Second hand goods are also deductible, however, there are a number of assets that don't qualify for the instant asset write-off as they have their own set of rules. These include horticultural plants, capital works (building construction costs etc.), assets leased to another party on a depreciating asset lease, etc.
If you purchase assets costing $20,000 or more, the immediate deduction does not apply but small businesses have the ability to allocate the purchase to a pool and depreciate the pool at a rate of 15% in the first year and 30% for each year thereafter.
Date of effect | 1 July 2018
Applying to income years starting on or after 1 July 2018, the way the research and development (R&D) tax incentive applies will change to focus on 'more intensive' R&D activities, particularly in medical and clinical development. The changes attempt to refocus the incentive on activities that go well beyond what companies would normally do to improve.
Companies under $20m
For companies with an aggregated annual turnover less than $20 million:
- An annual $4 million cap will be introduced on cash refunds for R&D claimants. Amounts that are in excess of the cap will become a non-refundable tax offset and can be carried forward into future income years;
- Clinical trials will be excluded from the $4 million cap on cash refunds, to encourage development in this area; and
- The refundable R&D tax offset will be amended and will become a premium of 13.5 percentage points above the company's tax rate for that year.
Companies over $20m
For companies with aggregated annual turnover of $20 million or more, an R&D premium will be introduced that ties the rates of the non-refundable R&D tax offset to the incremental intensity of R&D expenditure as a proportion of total expenditure for the year.

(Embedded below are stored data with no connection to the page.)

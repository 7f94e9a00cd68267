use std::io::{Read, Write};
use std::path::{Path, PathBuf};
use std::str::FromStr;
use std::time::Duration;

use derivative::Derivative;
use fs_err::{self as fs};
use serde_derive::{Deserialize, Serialize};
use serde_inline_default::serde_inline_default;
use tracing::level_filters::LevelFilter;
use tracing::*;

use crate::errors::{AppError, AppResult};

#[serde_inline_default]
#[derive(Debug, Clone, PartialEq, Serialize, Deserialize, Derivative)]
#[derivative(Default)]
pub struct HelperSettings {
    /// Directory checked for the helper before falling back to `PATH`
    #[serde_inline_default(PathBuf::from("tools"))]
    #[derivative(Default(value = "PathBuf::from(\"tools\")"))]
    pub tools_dir: PathBuf,
    /// Helper used when the native calls can't change the default device
    #[serde_inline_default(String::from("SoundVolumeView.exe"))]
    #[derivative(Default(value = "String::from(\"SoundVolumeView.exe\")"))]
    pub executable: String,
}

/// Devices and volume restored by `restore`, and used to seed new profiles.
#[serde_inline_default]
#[derive(Debug, Clone, PartialEq, Serialize, Deserialize, Derivative)]
#[derivative(Default)]
pub struct DefaultDevices {
    /// Name or id, empty to leave alone
    #[serde(default)]
    pub playback: String,
    #[serde(default)]
    pub recording: String,
    #[serde_inline_default(35)]
    #[derivative(Default(value = "35"))]
    pub master_volume: u8,
}

#[serde_inline_default]
#[derive(Debug, Clone, PartialEq, Serialize, Deserialize, Derivative)]
#[derivative(Default)]
pub struct MiscSettings {
    #[serde_inline_default(String::from("debug"))]
    #[derivative(Default(value = "String::from(\"debug\")"))]
    pub log_level: String,
    /// Windows takes a moment to propagate a default change,
    /// this is how long to wait before reading it back.
    #[serde_inline_default(500)]
    #[derivative(Default(value = "500"))]
    pub settle_delay_ms: u64,
}

#[derive(Debug, Clone, Default, PartialEq, Serialize, Deserialize)]
pub struct Settings {
    #[serde(default)]
    pub helper: HelperSettings,
    #[serde(default)]
    pub defaults: DefaultDevices,
    #[serde(default)]
    pub misc: MiscSettings,
}

impl Settings {
    pub fn load(path: &Path, required: bool) -> AppResult<Self> {
        if !path.exists() && !required {
            let default = Settings::default();
            default.save(path)?;
            return Ok(default);
        } else if !path.exists() && required {
            return Err(AppError::RequiredSettingsMissing);
        }
        let mut file = fs::File::open(path)?;
        let mut buffer = String::new();
        file.read_to_string(&mut buffer)?;
        drop(file);
        let config: Settings = toml::from_str(&buffer)?;
        // Writes back any fields that were missing
        config.save(path)?;
        Ok(config)
    }
    pub fn save(&self, config_path: &Path) -> AppResult<()> {
        let toml_config = toml::to_string(self)?;
        debug!("Serialized config length: {}", toml_config.len());
        let mut file = fs::File::create(config_path)?;
        file.write_all(toml_config.as_bytes())?;
        file.flush()?;
        file.sync_all()?;
        Ok(())
    }
    pub fn get_log_level(&self) -> LevelFilter {
        LevelFilter::from_str(&self.misc.log_level).unwrap_or(LevelFilter::DEBUG)
    }
    pub fn settle_delay(&self) -> Duration {
        Duration::from_millis(self.misc.settle_delay_ms)
    }
}

/// `<exe name>.toml` in the working directory
pub fn default_settings_path() -> AppResult<PathBuf> {
    let exe_path = std::env::current_exe()?;
    let config_name = exe_path.with_extension("toml");
    let config_name = config_name.file_name().ok_or(AppError::WorkDir)?;
    Ok(PathBuf::from(config_name))
}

The marginal R&D premium will be the company's tax rate plus:
- 4 percentage points for R&D expenditure between 0% to 2% R&D intensity;
- 6.5 percentage points for R&D expenditure above 2% to 5% R&D intensity;
- 9 percentage points for R&D expenditure above 5% to 10% R&D intensity; and
- 12.5 percentage points for R&D expenditure above 10% R&D intensity.
The R&D expenditure threshold - the maximum amount of R&D expenditure eligible for concessional R&D tax offsets - will be increased from $100 million to $150 million per annum.
The ATO has expressed concerns in recent years that many claims are being made under the R&D tax incentive for expenditure that does not meet the strict conditions for the tax offset. For example, the ATO's view is that some companies have been claiming the R&D tax offset in connection with normal business activities rather than experiments being undertaken for the purpose of generating new knowledge. In addition to the changes outlined above, additional resources will be provided to the ATO and Department of Industry, Innovation and Science to undertake greater enforcement activity and provide more guidance for those seeking to make claims.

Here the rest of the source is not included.